*** THE RECORDS ***

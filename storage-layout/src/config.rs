// This Source Code Form is subject to the terms of the Mozilla Public
// License, v. 2.0. If a copy of the MPL was not distributed with this
// file, You can obtain one at https://mozilla.org/MPL/2.0/.

//! Compiles a declarative storage config into a dependency-ordered
//! entry list.
//!
//! The config is a document with two top-level mappings: `layout`
//! (device name to device definition, dispatched on a `type` field) and
//! `mounts` (mount path to device reference).  Flattening expands each
//! definition into one or more [`StorageEntry`] records; bare disks
//! referenced by name but never declared are inferred afterwards, then
//! mountpoints are attached and the entries topologically sorted.

use crate::entries::BCache;
use crate::entries::CacheMode;
use crate::entries::Disk;
use crate::entries::FileSystem;
use crate::entries::FsType;
use crate::entries::LogicalVolume;
use crate::entries::Lvm;
use crate::entries::PTableType;
use crate::entries::Partition;
use crate::entries::Raid;
use crate::entries::SpecialDevice;
use crate::entries::StorageEntry;
use crate::entries::get_size;
use crate::error::ConfigError;
use serde_json::Value;
use std::collections::BTreeMap;
use std::collections::BTreeSet;

type Object = serde_json::Map<String, Value>;

const RAID_LEVELS: &[i64] = &[0, 1, 5, 6, 10];

/// A compiled layout: every entry by name, plus the same entries in an
/// order that satisfies their dependencies.
#[derive(Debug, Clone, PartialEq, Eq)]
pub struct StorageLayout {
    entries: BTreeMap<String, StorageEntry>,
    sorted_entries: Vec<StorageEntry>,
}

impl StorageLayout {
    pub fn entries(&self) -> &BTreeMap<String, StorageEntry> {
        &self.entries
    }

    /// Entries in creation order: every entry appears after everything
    /// it depends on.
    pub fn sorted_entries(&self) -> &[StorageEntry] {
        &self.sorted_entries
    }

    /// Names of every physical disk the layout touches, declared or
    /// inferred.
    pub fn disk_names(&self) -> BTreeSet<&str> {
        self.entries
            .values()
            .filter_map(|entry| match entry {
                StorageEntry::Disk(disk) => Some(disk.name.as_str()),
                _ => None,
            })
            .collect()
    }
}

/// Parses and validates `config`, returning the compiled layout.
pub fn get_storage_layout(
    config: &Value,
) -> Result<StorageLayout, ConfigError> {
    let layout = top_level_object(config, "layout")?;
    let mounts = top_level_object(config, "mounts")?;

    let mut entries = Vec::new();
    for (name, definition) in layout {
        flatten_device(name, definition, &mut entries)?;
    }
    add_implicit_disks(&mut entries);
    set_mountpoints(&mut entries, mounts)?;
    check_special_mounts(&entries)?;
    let sorted_entries = sort_entries(&entries)?;

    let entries = entries
        .into_iter()
        .map(|entry| (entry.name().to_string(), entry))
        .collect();
    Ok(StorageLayout { entries, sorted_entries })
}

fn top_level_object<'a>(
    config: &'a Value,
    key: &'static str,
) -> Result<&'a Object, ConfigError> {
    let missing = || ConfigError::RequiredProperty {
        path: "top level".to_string(),
        key,
    };
    let section = config
        .as_object()
        .ok_or_else(missing)?
        .get(key)
        .ok_or_else(missing)?;
    section.as_object().ok_or_else(|| ConfigError::WrongType {
        path: "top level".to_string(),
        key: key.to_string(),
        expected: "object",
    })
}

fn flatten_device(
    name: &str,
    definition: &Value,
    out: &mut Vec<StorageEntry>,
) -> Result<(), ConfigError> {
    let path = format!("layout/{name}");
    let definition = definition.as_object().ok_or_else(|| {
        ConfigError::WrongType {
            path: "layout".to_string(),
            key: name.to_string(),
            expected: "object",
        }
    })?;
    match require_str(definition, &path, "type")? {
        "disk" => flatten_disk(name, definition, &path, out),
        "raid" => flatten_raid(name, definition, &path, out),
        "lvm" => flatten_lvm(name, definition, &path, out),
        "bcache" => flatten_bcache(name, definition, &path, out),
        "special" => flatten_special(name, definition, &path, out),
        other => {
            Err(ConfigError::UnsupportedDeviceType(other.to_string()))
        }
    }
}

*** End of THE RECORDS ***

Scan the data above for the string "match" and copy each line where it appears.

            .filter_map(|entry| match entry {
    match require_str(definition, &path, "type")? {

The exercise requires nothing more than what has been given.